Fraktur atau patah tulang adalah terputusnya kontinuitas jaringan tulang dan atau tulang rawan yang umumnya disebabkan oleh rudapaksa ( R. Sjamsuhidajat, Wimde Jong, 1997 )

Fraktur berarti deformasi atau diskontinuitas dari tulang oleh tenaga yang melebihi kekuatan tulang ( Seymor I. Schwartz, 2000 ).

  1. Apa penyebab terjadinya frakur?

Jawab :

a. Fraktur akibat peristiwa trauma
Sebagian fraktur disebabkan oleh kekuatan yang tiba-tiba berlebihan yang dapat berupa pemukulan, penghancuran, perubahan pemuntiran atau penarikan.
b. Fraktur akibat peristiwa kelelahan atau tekanan
Retak dapat terjadi pada tulang seperti halnya pada logam dan benda lain akibat tekanan berulang-ulang. Keadaan ini paling sering dikemukakan pada tibia, fibula atau matatarsal terutama pada atlet, penari atau calon tentara yang berjalan baris-berbaris dalam jarak jauh.
c. Fraktur patologik karena kelemahan pada tulang
Fraktur dapat terjadi oleh tekanan yang normal kalau tulang tersebut lunak (misalnya oleh tumor) atau tulang-tulang tersebut sangat rapuh.

  1. Jelaskan patofisiolgi dari fraktur!

Ketika terjadi patah tulang yang diakibatkan oleh truma, peristiwa tekanan ataupun patah tulang patologik karena kelemahan tulang, akan terjadi kerusakan di korteks, pembuluh darah, sumsum tulang dan jaringan lunak. Akibat dari hal tersebut adalah terjadi perdarahan, kerusakan tulang dan jaringan sekitarnya.. Keadaan ini menimbulkan hematom pada kanal medulla antara tepi tulang dibawah periostium dengan jaringan tulang yang mengatasi fraktur. Terjadinya respon inflamsi akibat sirkulasi jaringan nekrotik adalah ditandai dengan vasodilatasi dari plasma dan leukosit. Ketika terjadi kerusakan tulang, tubuh mulai melakukan proses penyembuhan untuk memperbaiki cidera, tahap ini menunjukkan tahap awal penyembuhan tulang. Hematon yang terbentuk bisa menyebabkan peningkatan tekanan dalam sumsum tulang yang kemudian merangsang pembebasan lemak dan gumpalan lemak tersebut masuk kedalam pembuluh darah yang mensuplai organ-organ yang lain. Hematon menyebabkn dilatasi kapiler di otot, sehingga meningkatkan tekanan kapiler, kemudian menstimulasi histamin pada otot yang iskhemik dan menyebabkan protein plasma hilang dan masuk ke interstitial. Hal ini menyebabkan terjadinya edema. Edema yang terbentuk akan menekan ujung syaraf, yang bila berlangsung lama bisa menyebabkan syndroma compartement.

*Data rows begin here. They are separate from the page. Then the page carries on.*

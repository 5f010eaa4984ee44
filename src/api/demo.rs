//! In-memory job table used when no backend is configured

use super::{ApiError, ApiResult, JobQuery, JobStatus, JobSummary, JobsApi};
use async_trait::async_trait;
use chrono::{Duration as ChronoDuration, Utc};
use std::time::Duration;
use tokio::sync::RwLock;

const NAMES: &[&str] = &[
    "nightly-backup",
    "sync-invoices",
    "rotate-logs",
    "refresh-cache",
    "send-digest",
    "prune-sessions",
    "reindex-search",
    "export-metrics",
];

const SCHEDULES: &[&str] = &[
    "0 3 * * *",
    "*/15 * * * *",
    "0 * * * *",
    "30 6 * * 1-5",
    "0 0 1 * *",
];

pub struct DemoJobsApi {
    jobs: RwLock<Vec<JobSummary>>,
    latency: Duration,
}

impl DemoJobsApi {
    /// Create a table of `count` generated jobs
    pub fn seeded(count: usize) -> Self {
        let now = Utc::now();
        let jobs = (0..count)
            .map(|i| JobSummary {
                id: format!("job-{:04}", i + 1),
                name: format!("{}-{}", NAMES[i % NAMES.len()], i / NAMES.len() + 1),
                schedule: SCHEDULES[i % SCHEDULES.len()].to_string(),
                enabled: true,
                last_status: JobStatus::Idle,
                next_run: Some(now + ChronoDuration::minutes((i as i64 + 1) * 7)),
            })
            .collect();

        Self {
            jobs: RwLock::new(jobs),
            latency: Duration::ZERO,
        }
    }

    /// Simulated network delay applied to list requests
    pub fn with_latency(mut self, latency: Duration) -> Self {
        self.latency = latency;
        self
    }

    pub async fn job_ids(&self) -> Vec<String> {
        self.jobs.read().await.iter().map(|job| job.id.clone()).collect()
    }

    pub async fn set_status(&self, id: &str, status: JobStatus) -> ApiResult<()> {
        let mut jobs = self.jobs.write().await;
        let job = jobs
            .iter_mut()
            .find(|job| job.id == id)
            .ok_or_else(|| ApiError::NotFound(id.to_string()))?;
        job.last_status = status;
        Ok(())
    }
}

#[async_trait]
impl JobsApi for DemoJobsApi {
    async fn list_jobs(&self, query: &JobQuery) -> ApiResult<Vec<JobSummary>> {
        if !self.latency.is_zero() {
            tokio::time::sleep(self.latency).await;
        }

        let jobs = self.jobs.read().await;
        Ok(jobs
            .iter()
            .filter(|job| !query.enabled_only || job.enabled)
            .skip(query.offset)
            .take(query.limit)
            .cloned()
            .collect())
    }

    async fn run_job(&self, id: &str) -> ApiResult<()> {
        self.set_status(id, JobStatus::Running).await
    }

    async fn set_enabled(&self, id: &str, enabled: bool) -> ApiResult<()> {
        let mut jobs = self.jobs.write().await;
        let job = jobs
            .iter_mut()
            .find(|job| job.id == id)
            .ok_or_else(|| ApiError::NotFound(id.to_string()))?;
        job.enabled = enabled;
        Ok(())
    }

    async fn delete_job(&self, id: &str) -> ApiResult<()> {
        let mut jobs = self.jobs.write().await;
        let before = jobs.len();
        jobs.retain(|job| job.id != id);
        if jobs.len() == before {
            return Err(ApiError::NotFound(id.to_string()));
        }
        Ok(())
    }
}

#[cfg(test)]
mod tests {
    use super::*;

    fn page(offset: usize, limit: usize) -> JobQuery {
        JobQuery {
            offset,
            limit,
            enabled_only: false,
        }
    }

    #[tokio::test]
    async fn test_paging() {
        let api = DemoJobsApi::seeded(12);
        let first = api.list_jobs(&page(0, 5)).await.unwrap();
        let last = api.list_jobs(&page(10, 5)).await.unwrap();

        assert_eq!(first.len(), 5);
        assert_eq!(first[0].id, "job-0001");
        assert_eq!(last.len(), 2);
        assert!(api.list_jobs(&page(12, 5)).await.unwrap().is_empty());
    }

    #[tokio::test]
    async fn test_mutations() {
        let api = DemoJobsApi::seeded(3);
        api.run_job("job-0002").await.unwrap();
        api.delete_job("job-0003").await.unwrap();

        let jobs = api.list_jobs(&page(0, 10)).await.unwrap();
        assert_eq!(jobs.len(), 2);
        assert_eq!(jobs[1].last_status, JobStatus::Running);

        assert!(matches!(api.delete_job("job-0003").await, Err(ApiError::NotFound(_))));
        assert!(matches!(api.set_enabled("nope", false).await, Err(ApiError::NotFound(_))));
    }
}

  1. Sebutkan tanda dan gejala syndroma compartement!

Jawab :

Tanda dan gejala dari Syndroma Compartement adalah :

  • Nyeri pada keadaan istirahat ( pain ).
  • Parestesia.
  • Pucat ( pale ).
  • Paresis atau paralisis.
  • Denyut nadi hilan ( pulse ).
  • Jari di posisi fleksi
  • Gangguan diskriminasi dua titik ( two points discrimination test ).
  • Tekanan tinggi di dalam komparrtemen ( pressure ).
  1. Apa saja klasifikasi fraktur? Sebutkan dan jelaskan!

Jawab :

Fraktur dapat diklasifikasikan menurut :

  1. Jenis : tranversal, spiral, oblik, segmental, kominutiva.
  2. Lokasi : diafise, metafise, epifise.
  3. Integritas kulit serta jaringan lunak yang mengelilinginya : terbuka/compound dan tertutup.
  4. kedudukan fragmen : tidak ada dislokasi dan adanya dislokasi.
  1. Pergeseran fragmen ada 4, sebutkan!

Jawab :

1. Alignman  : perubahan arah axis longitudinal, bisa membentuk sudut.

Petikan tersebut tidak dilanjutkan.